Remembering 9/11: the fallen

(Editor’s note: This week, 7 News is noting the 20th anniversary of the September 11, 2001 terror attacks with a series of reports looking back on the events of the day. This is one part of that series.)

WATERTOWN, New York (WWNY) – Cindy Lachenauer misses her husband every day.

“This one was a good marriage, really good,” she says, sitting in the home she shared with her husband of 30 years, David Lachenauer, talking to a reporter.

David Lachenauer was a second generation firefighter with the City of Watertown fire department. On the walls of their home, pictures of the biggest, worst fires he helped fight in Watertown, and a flag, neatly folded, from Ground Zero.

He was in New York City for training on September 11, 2001, when terrorists struck the twin towers of the World Trade Center, and Lachenauer was part of the wave of firefighters who rushed to the scene.

“The instructor said ‘It’s an all call.’ He said get your gear, you’re going down,’” Cindy recalled the other day.

“They had no masks. They just sent them down the first day with nothing. They had their equipment, but there were no masks that day.”

What there was, was dust. Everywhere near Ground Zero, coating everything. You can see it in the pictures David got, pictures Cindy has saved. It’s what the first responders breathed.

“You’re walking thru’ maybe two inches, two to three inches of sheet rock, dust, I mean it was just layers of dust,” David Lachenauer told 7 News shortly after he returned from Ground Zero.

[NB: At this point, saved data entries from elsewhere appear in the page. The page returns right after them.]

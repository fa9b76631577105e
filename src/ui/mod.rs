pub mod action;
pub mod app;
pub mod board;
pub mod components;
pub mod effect;
pub mod events;
pub mod terminal_guard;

pub use action::Action;
pub use app::App;
pub use board::{Board, BoardView};
pub use effect::Effect;
pub use events::{AppEvent, InputMode};
//! Time sources for the session clock
//!
//! The session never stores elapsed time; it asks its time source for the
//! current instant whenever a reading is needed. Tests inject a
//! [`ManualClock`] to control elapsed time deterministically.

use std::sync::atomic::{AtomicU64, Ordering};
use std::sync::Arc;
use std::time::{Duration, Instant};

/// Source of the current instant for a session.
pub trait TimeSource {
    /// Returns the current instant.
    fn now(&self) -> Instant;
}

/// Time source backed by the monotonic system clock.
#[derive(Debug, Clone, Copy, Default)]
pub struct SystemClock;

impl TimeSource for SystemClock {
    fn now(&self) -> Instant {
        Instant::now()
    }
}

/// Manually advanced time source.
///
/// Clones share the same offset, so a test can keep one handle and give
/// another to the session.
#[derive(Debug, Clone)]
pub struct ManualClock {
    base: Instant,
    offset_ms: Arc<AtomicU64>,
}

impl ManualClock {
    pub fn new() -> Self {
        Self {
            base: Instant::now(),
            offset_ms: Arc::new(AtomicU64::new(0)),
        }
    }

    /// Move the clock forward
    pub fn advance(&self, by: Duration) {
        let ms = u64::try_from(by.as_millis()).unwrap_or(u64::MAX);
        self.offset_ms.fetch_add(ms, Ordering::SeqCst);
    }

    /// Total time advanced since creation
    pub fn offset(&self) -> Duration {
        Duration::from_millis(self.offset_ms.load(Ordering::SeqCst))
    }
}

impl Default for ManualClock {
    fn default() -> Self {
        Self::new()
    }
}

impl TimeSource for ManualClock {
    fn now(&self) -> Instant {
        self.base + self.offset()
    }
}
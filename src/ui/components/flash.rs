//! Short-lived success/failure tint after a submission

use ratatui::style::Color;

use super::{FLASH_FAILURE_BG, FLASH_SUCCESS_BG};

#[derive(Debug, Clone, Copy, PartialEq, Eq)]
pub enum FlashKind {
    Success,
    Failure,
}

impl FlashKind {
    pub fn background(self) -> Color {
        match self {
            FlashKind::Success => FLASH_SUCCESS_BG,
            FlashKind::Failure => FLASH_FAILURE_BG,
        }
    }
}

/// Current flash, the riddle it belongs to, and a generation counter.
///
/// Each trigger bumps the generation; an expiry only clears the flash it was
/// scheduled for, so a late timer never cuts a newer flash short.
#[derive(Debug, Clone, Default)]
pub struct FlashState {
    kind: Option<FlashKind>,
    riddle: usize,
    generation: u64,
}

impl FlashState {
    /// Flash the card of the riddle that was just evaluated
    pub fn trigger(&mut self, kind: FlashKind, riddle: usize) -> u64 {
        self.generation = self.generation.wrapping_add(1);
        self.kind = Some(kind);
        self.riddle = riddle;
        self.generation
    }

    pub fn kind(&self) -> Option<FlashKind> {
        self.kind
    }

    /// Riddle the active flash belongs to
    pub fn riddle(&self) -> Option<usize> {
        self.kind.map(|_| self.riddle)
    }

    /// Tint for the card at `index`, if it is the one flashing
    pub fn tint_for(&self, index: usize) -> Option<FlashKind> {
        self.kind.filter(|_| self.riddle == index)
    }

    pub fn generation(&self) -> u64 {
        self.generation
    }

    pub fn expire(&mut self, generation: u64) -> bool {
        if generation != self.generation || self.kind.is_none() {
            return false;
        }
        self.kind = None;
        true
    }
}
use ratatui::{buffer::Buffer, layout::Rect};

use crate::config::{KeyContext, KeybindingConfig};
use crate::ui::action::Action;
use crate::ui::components::{HintPlacement, KeyHints};

/// Bottom line listing the keys that work on the current screen.
///
/// Keys are looked up in the active bindings so remapped keys show up as
/// configured.
pub struct GlobalFooter {
    hints: KeyHints,
}

impl GlobalFooter {
    pub fn for_context(
        keybindings: &KeybindingConfig,
        context: KeyContext,
        hints_enabled: bool,
    ) -> Self {
        let actions: &[(Action, &'static str)] = match context {
            KeyContext::Start => &[(Action::StartGame, "start"), (Action::Quit, "quit")],
            KeyContext::Board => &[
                (Action::Submit, "submit"),
                (Action::NextRiddle, "next"),
                (Action::PrevRiddle, "prev"),
                (Action::ShowHint, "hint"),
                (Action::Finish, "finish"),
                (Action::Quit, "quit"),
            ],
            KeyContext::Dialog => &[(Action::Confirm, "ok"), (Action::Cancel, "back")],
        };

        let shown: Vec<_> = actions
            .iter()
            .copied()
            .filter(|(action, _)| hints_enabled || *action != Action::ShowHint)
            .collect();

        Self {
            hints: KeyHints::resolve(keybindings, context, &shown),
        }
    }

    pub fn hints(&self) -> &KeyHints {
        &self.hints
    }

    pub fn render(&self, area: Rect, buf: &mut Buffer) {
        self.hints.render(area, buf, HintPlacement::Footer);
    }
}
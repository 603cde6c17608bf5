//! The session controller: single foreground owner of the devtools
//! connection.
//!
//! One `DevToolsSession` drives one measurement: connect → start recording →
//! wait for the page load → stop recording → collect artifacts. All session
//! state and every file handle live on this foreground path; the transport's
//! background task only feeds the inbound FIFO and the trace sink's fast
//! path.
//!
//! Failures during a run never propagate as `Err`: they are recorded on
//! [`Task::error`] and the stop path still runs, so partial artifacts are
//! flushed and file footers are written.
//!
//! [`Task::error`]: crate::config::Task

use std::collections::HashMap;
use std::path::{Path, PathBuf};
use std::sync::Arc;
use std::time::{Duration, Instant};

use base64::Engine as _;
use base64::engine::general_purpose::STANDARD as BASE64;
use loadscope_cdp::connection::discovery::{DevToolsEndpoint, select_page_tab};
use loadscope_cdp::protocol::network::GetResponseBodyResult;
use loadscope_cdp::protocol::page::{CaptureScreenshotResult, FrameEventParams};
use loadscope_cdp::protocol::runtime::EvaluateResult;
use loadscope_cdp::{CdpRequest, CdpResponse, DevToolsConnection};
use serde_json::{Value, json};
use tracing::{debug, info, instrument, warn};

use crate::artifacts::{BodyArchive, EventLog, filmstrip_path};
use crate::config::{Job, Options, Task};
use crate::error::CoreError;
use crate::navigation::{PageLoadMonitor, WaitOutcome};
use crate::requests::{RequestSummary, RequestTracker, header_value, parse_content_length};
use crate::screenshot;
use crate::trace::SharedTraceSink;

/// Default wait for a synchronous command reply.
const DEFAULT_COMMAND_TIMEOUT: Duration = Duration::from_secs(10);

/// Foreground pump granularity.
const POLL_INTERVAL: Duration = Duration::from_secs(1);

/// Empty polls tolerated while collecting the trace (~30s quiescence gap).
const TRACE_QUIESCENCE_POLLS: u32 = 30;

/// Delay between connect attempts.
const CONNECT_RETRY_DELAY: Duration = Duration::from_millis(500);

/// Video bodies above this size are never fetched.
const MAX_VIDEO_BODY_BYTES: u64 = 10_000_000;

He worked for two days in and around Ground Zero, doing a variety of jobs. Cindy remembers him telling her how people would duck when planes flew overhead, not knowing if it was another attack; how gun boats patrolled the Hudson River; how for all the effort of all the emergency crews, survivors didn’t come out of the rubble.

By the time David Lachenauer returned from New York City, the enormity of the loss – including the loss of firefighters – had sunk in.

“The empty boots and helmets, as a fireman, you know that there was somebody in those boots and there was somebody in that helmet,” he told 7 News in 2001. “And that’s difficult.”

He talked, and then he didn’t.

“I know it affected him a lot. To the point that, he talked about it for a while, and then he stopped, and he never said much about it,” Cindy said.

“But I know at work – later on he became a battalion chief – his first goal was always to get his guys home to their families. That was the most important thing to him.”

David Lachenauer died March 23, 2018 of a cancer caused by the time he spent in and around Ground Zero.

“The cancer was a very nasty cancer, ok? And he went through a lot of pain,” she recalled. “His first thoughts though were to be back at work with all the people at work, the guys at work.”

Cindy makes the best of it.

“Those people on 9/11, didn’t get to say good-bye, didn’t know it was coming. They lost them that day. So I was lucky enough to get 17 more years.”

She wants people to know “he loved the fire service and he cared about all the people he worked with. And the fire service was his second family.”

At his request, his gravestone reads ‘Never forget: 343,’ the number of firefighters who died on 9/11.

And when the world commemorates the 20th anniversary of the attacks Saturday, Cindy will do what she does every day – have a word with her husband.

“What will I say to him? Just, I love you and miss you. There’s not much more you can say.”